Willie ‘Big Eyes’ Smith – Way Back

9,90 7,26

Out of stock


Track Listing:
1. Don't Say That No More - 4:09   2. I Don't Trust You Man - 4:17   3. Read Way Back - 3:01   4. Tell Me Mama - 4:03   5. If You Don't Believe I'm Leaving - 3:40   6. Lowdown Blues - 4:48   7. Woman's World - 5:15   8. Don't Start Me Talkin' - 4:13   9. Blues and Trouble - 4:40   10. I Want You to Love Me (Trust Me) - 2:38   11. Eye to Eye - 6:36 

Willie 'Big Eyes' Smith (vocals, harmonica on 1,3,4,7-9,11, drums on 6,10) , Pinetop Perkins (piano) , James Cotton (harmonica on 2,5) , Bob Margolin (guitar on 1,9) , Billy Flynn (guitar on 6,10) , Calvin 'Fuzz' Jones (bass on 6,10) , Bob Stroger (bass on 1-5,7,8,11) , Bob Corritore (harmonica on 6,10) , Kenny 'Beedy Eyes' Smith (drums on 1-5,7,8,11) , Little Frank Krakowski (guitar on 1-5,7,8,11) , Johnny Rapp (guitar on 2-8,10,11)

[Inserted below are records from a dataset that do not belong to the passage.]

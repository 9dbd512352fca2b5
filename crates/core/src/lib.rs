//! Core domain types for casedb
//!
//! This crate defines the fundamental pieces the store is built from:
//! - [`Report`]: a single child-welfare case record
//! - [`Status`]: workflow stage of a case
//! - [`Error`]: the canonical error taxonomy
//! - [`IdSource`] and [`Clock`]: injected ports for identifier assignment
//!   and timestamping, so stores are deterministic under test

#![warn(missing_docs)]

pub mod clock;
pub mod demo;
pub mod error;
pub mod id;
pub mod report;

pub use clock::{Clock, FixedClock, SystemClock};
pub use error::{Error, Result};
pub use id::{IdSource, SequencedIds, UuidIds};
pub use report::{Report, ReportDraft, Status, StatusBreakdown};
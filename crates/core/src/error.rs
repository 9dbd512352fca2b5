//! Unified error types for casedb.
//!
//! One canonical taxonomy for every store operation. Reads never surface
//! errors (an unreadable store lists as empty); everything here comes from
//! the mutating paths.

use thiserror::Error;

/// All casedb errors.
#[derive(Debug, Error)]
pub enum Error {
    /// Import payload is not parseable JSON, or not a top-level array
    #[error("malformed import: {0}")]
    MalformedImport(String),

    /// The underlying slot could not be read or written
    #[error("storage error: {0}")]
    Storage(String),

    /// I/O error (file import/export)
    #[error("I/O error: {0}")]
    Io(#[from] std::io::Error),

    /// Serialization error on the encode path
    #[error("serialization error: {0}")]
    Serialization(String),
}

/// Result type for casedb operations.
pub type Result<T> = std::result::Result<T, Error>;

impl Error {
    /// Check if this is a malformed-import error.
    pub fn is_malformed_import(&self) -> bool {
        matches!(self, Error::MalformedImport(_))
    }

    /// Check if this is a persistence failure.
    pub fn is_storage(&self) -> bool {
        matches!(self, Error::Storage(_) | Error::Io(_))
    }
}

// Convert from serde_json errors
impl From<serde_json::Error> for Error {
    fn from(e: serde_json::Error) -> Self {
        Error::Serialization(e.to_string())
    }
}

1. AllMusic - Steve Leggett 
Willie "Big Eyes" Smith is most often recalled as the longtime drummer in the Muddy Waters Band (he occupied the drum chair in the group from 1961 through 1980), but he was a harmonica player well before he was a drummer (his hard-charging harmonica can be heard on Bo Diddley's "Diddy Wah Diddy" from 1955) and he has led his own blues ensembles from time to time. Way Back, a pleasant set recorded in 2005 and produced by Bob Corritore, puts Smith front and center, and while no one would accuse him of being the equal of Muddy Waters as a bandleader, the 73-year-old Smith projects an intangible joy through the 11 songs here, half of which he wrote. Backed by what amounts to a superstar blues band, with the great, unsung Bob Margolin on guitar, a seemingly ageless 93-year-old Pinetop Perkins on piano, and guest shots by James Cotton and others, Smith delivers several variations on the good, old and undeniably durable Chicago blues shuffle, including the opener, a cover of Jimmy Reed's "Don't Say That No More" and a gleeful version of Waters' "Read Way Back," both of which feature Smith's steady and somehow endearingly fragile vocals, and his strong, unhurried harmonica lines. Smith does play drums on a pair of tracks, "Lowdown Blues" and "I Want You to Love Me (Trust Me)," as well, but most of the drumming is from Kenny "Beady Eyes" Smith, Willie's son. The clear highlight is a wonderfully simple, atmospheric, and haunting Willie Smith original, "Blues and Trouble," which builds powerfully on just Smith's vocal and harmonica and Margolin's brilliant electric slide guitar playing. Nothing here is going to reshape the contemporary blues world, and truthfully, these kinds of Chicago blues shuffles have been done a thousand times by a thousand blues bands. But maybe that's the point, actually. Smith is one of the musicians who helped create and shape those rhythms, and this album is evidence that he still knows what to do with them.